Given a right circular cylinder with radius $R$ and height $H=kR$, where $k$ is a positive real number, what is the longest minimal distance between $2$ points when you can only travel along the surface of the cylinder?
I see $4$ cases to consider:
- Both points on the same base of the cylinder
- One point on a base and one on the side
- One point on one base and one on the other
- Both points on the side
After quite a bit of tinkering it seems to me that the worst case scenario is having one point on the perimeter of a base and the other point on the perimeter of the other base, diametrically opposite the first point. This gives the following answer:
a. $\; k \le \frac{\pi^2}{4}-1$
$Max = (2 + k)R$
b. $\; k \gt \frac{\pi^2}{4}-1$
$Max= \sqrt {\pi^2 + k^2}R$
Can anyone confirm or deny?
I agree with your results:
1) With a simple logical argument on the height of the cylinder, you can establish that the 2 points have to be on the opposite bases (otherwise they would be part of smaller cylinder)

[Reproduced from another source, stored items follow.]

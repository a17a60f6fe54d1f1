//! Vitrina: Telegram storefront bot.
//!
//! Maps incoming commands and inline-button presses to the static menu
//! screens of a small digital-products storefront. Purchase requests and
//! inquiries are forwarded to a fixed admin chat. Updates arrive either
//! through a supervised `getUpdates` long-poll loop or a webhook
//! endpoint; both feed the same dispatcher.
//!
//! # Module Structure
//!
//! - `core`: configuration, errors, logging and the control server
//! - `telegram`: Bot API transport, update sources, dispatch and menus

pub mod cli;
pub mod core;
pub mod telegram;

// Re-export commonly used types for convenience
pub use core::{config, AppError, AppResult};
pub use telegram::{process_update, BotContext, Supervisor};
//! Start (welcome) and help screens.

use indoc::{formatdoc, indoc};

use crate::telegram::api::{cb, InlineKeyboardMarkup};
use crate::telegram::notifications;
use crate::telegram::BotContext;

/// Welcome text + top-level menu.
pub fn build_start_menu(user_name: &str) -> (String, InlineKeyboardMarkup) {
    let text = formatdoc! {"
        🤖 Welcome {user_name}!

        Payment Bot is online and ready.

        Available options:
        • Digital Products: $29.99, $49.99, $99.99
        • Services: Twitter, ChatGPT, YouTube
        • Payment: Cards, Crypto, RUB

        Choose an option below:"};

    let keyboard = InlineKeyboardMarkup::new(vec![
        vec![cb("🛍️ Shop Products", "products")],
        vec![cb("💼 Services", "services")],
        vec![cb("❓ Help", "help")],
    ]);

    (text, keyboard)
}

pub fn build_help_menu() -> (String, InlineKeyboardMarkup) {
    let text = indoc! {"
        ❓ Bot Help:

        **Available Commands:**
        /start - Main menu and welcome
        /pay - Browse digital products
        /services - Professional services
        /help - This help message

        **Payment Methods:**
        💳 Credit/Debit Cards (Visa, MasterCard)
        ₿ Cryptocurrency (SOL, BSC, EVM, TRX)
        💰 RUB payments

        **Support:**
        Contact admin for assistance with orders or questions."}
    .to_string();

    let keyboard = InlineKeyboardMarkup::new(vec![
        vec![cb("🛍️ Products", "products")],
        vec![cb("💼 Services", "services")],
        vec![cb("🔙 Main Menu", "menu")],
    ]);

    (text, keyboard)
}

/// Send the start screen. Non-admin visitors are additionally announced
/// to the admin chat (a side effect, not a reply).
pub async fn show_start_menu(ctx: &BotContext, chat_id: i64, user_name: &str) {
    let (text, keyboard) = build_start_menu(user_name);
    ctx.api.send_message(chat_id, &text, Some(&keyboard)).await;

    if !ctx.is_admin_chat(chat_id) {
        notifications::notify_admin_new_user(ctx, chat_id, user_name).await;
    }
}

pub async fn show_help_menu(ctx: &BotContext, chat_id: i64) {
    let (text, keyboard) = build_help_menu();
    ctx.api.send_message(chat_id, &text, Some(&keyboard)).await;
}

#[cfg(test)]
mod tests {
    use super::*;

    #[test]
    fn start_menu_greets_by_name_and_offers_three_options() {
        let (text, keyboard) = build_start_menu("Alice");
        assert!(text.contains("Welcome Alice"));
        assert_eq!(keyboard.inline_keyboard.len(), 3);
        assert_eq!(keyboard.inline_keyboard[0][0].callback_data, "products");
        assert_eq!(keyboard.inline_keyboard[1][0].callback_data, "services");
        assert_eq!(keyboard.inline_keyboard[2][0].callback_data, "help");
    }

    #[test]
    fn help_menu_lists_every_command() {
        let (text, _) = build_help_menu();
        for command in ["/start", "/pay", "/services", "/help"] {
            assert!(text.contains(command), "help must mention {}", command);
        }
    }
}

2) Assume that they are also diametrically opposite (this can be proved after the calculation of the minimal distance of such points - see 9 below)
3) The shortest path has to be a combination of a "straight line on the side" and a straight line on the face
4) You can then compute the corresponding length as (using Pythagoras for the length on the side of the unfolded cylinder, and the length of a chord for the length on the base): $L_k(x)=2R (\sqrt{X^2+\frac{k^2}{4}}+cos(X))$ for $X \in [0,\frac{\pi}{2}]$
5) The function has a local minimum in $X=0$, and is increasing then decreasing over the interval (using derivation)
6) Therefore, the overall minimum is either for $X=0$ or $X=\frac{\pi}{2}$
7) You can find the value of k for which $L_k(0)=L_k(\frac{\pi}{2})$ : this gives $k=\frac{\pi^2}{4}-1$
8) This gives the values you found:
For $k \le \frac{\pi^2}{4}-1$ then $L_k(0)=R(k+2)$
For $k \ge \frac{\pi^2}{4}-1$ then $L_k(\frac{\pi}{2})=R \sqrt{\pi^2+k^2}$
NOTE: I think it is more correct to write less or equal in the first case (this means that for $k = \frac{\pi^2}{4}-1$ there are 2 different minimal paths)
9) You can then finally prove that the 2 points have to be diametrically opposite, by supposing the contrary and getting a contradiction.